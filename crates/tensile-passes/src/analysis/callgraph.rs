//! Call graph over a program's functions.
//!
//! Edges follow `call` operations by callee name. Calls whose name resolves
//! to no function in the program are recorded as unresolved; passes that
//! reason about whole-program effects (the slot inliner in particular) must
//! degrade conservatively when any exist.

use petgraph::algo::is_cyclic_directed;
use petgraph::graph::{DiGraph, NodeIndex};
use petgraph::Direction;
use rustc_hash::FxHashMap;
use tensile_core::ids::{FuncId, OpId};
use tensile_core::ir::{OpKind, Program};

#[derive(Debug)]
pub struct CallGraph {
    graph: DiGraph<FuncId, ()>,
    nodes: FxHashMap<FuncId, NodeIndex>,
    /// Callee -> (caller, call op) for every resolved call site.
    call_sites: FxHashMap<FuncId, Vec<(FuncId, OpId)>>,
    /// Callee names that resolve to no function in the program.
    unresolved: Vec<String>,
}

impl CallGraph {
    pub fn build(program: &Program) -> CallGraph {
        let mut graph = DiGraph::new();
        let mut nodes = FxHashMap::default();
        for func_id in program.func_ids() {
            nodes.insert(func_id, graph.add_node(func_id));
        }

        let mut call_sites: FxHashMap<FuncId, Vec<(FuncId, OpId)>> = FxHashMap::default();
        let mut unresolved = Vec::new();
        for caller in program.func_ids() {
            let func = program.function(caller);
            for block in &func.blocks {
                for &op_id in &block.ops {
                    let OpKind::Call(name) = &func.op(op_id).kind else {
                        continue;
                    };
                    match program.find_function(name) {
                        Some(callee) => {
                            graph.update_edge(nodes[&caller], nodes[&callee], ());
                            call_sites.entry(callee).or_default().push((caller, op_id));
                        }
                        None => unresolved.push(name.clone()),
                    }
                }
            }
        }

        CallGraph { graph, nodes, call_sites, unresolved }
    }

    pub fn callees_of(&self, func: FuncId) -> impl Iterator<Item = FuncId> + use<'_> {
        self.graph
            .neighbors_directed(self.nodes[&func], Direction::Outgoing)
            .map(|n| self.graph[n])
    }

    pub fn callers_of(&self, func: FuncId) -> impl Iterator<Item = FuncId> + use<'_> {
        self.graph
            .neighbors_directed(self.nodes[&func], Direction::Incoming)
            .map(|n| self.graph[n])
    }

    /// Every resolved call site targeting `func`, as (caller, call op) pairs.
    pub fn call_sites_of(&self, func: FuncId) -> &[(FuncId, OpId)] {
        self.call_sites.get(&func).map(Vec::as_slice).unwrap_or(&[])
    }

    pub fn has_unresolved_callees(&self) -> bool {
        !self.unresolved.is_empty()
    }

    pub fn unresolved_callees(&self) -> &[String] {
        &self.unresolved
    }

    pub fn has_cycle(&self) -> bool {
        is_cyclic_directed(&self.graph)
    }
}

-------

**DIRECTIONS:** Find the string "NodeIndex" in the entries above. Copy each line where it occurs.

**TASK SOLUTION:**
use petgraph::graph::{DiGraph, NodeIndex};
    nodes: FxHashMap<FuncId, NodeIndex>,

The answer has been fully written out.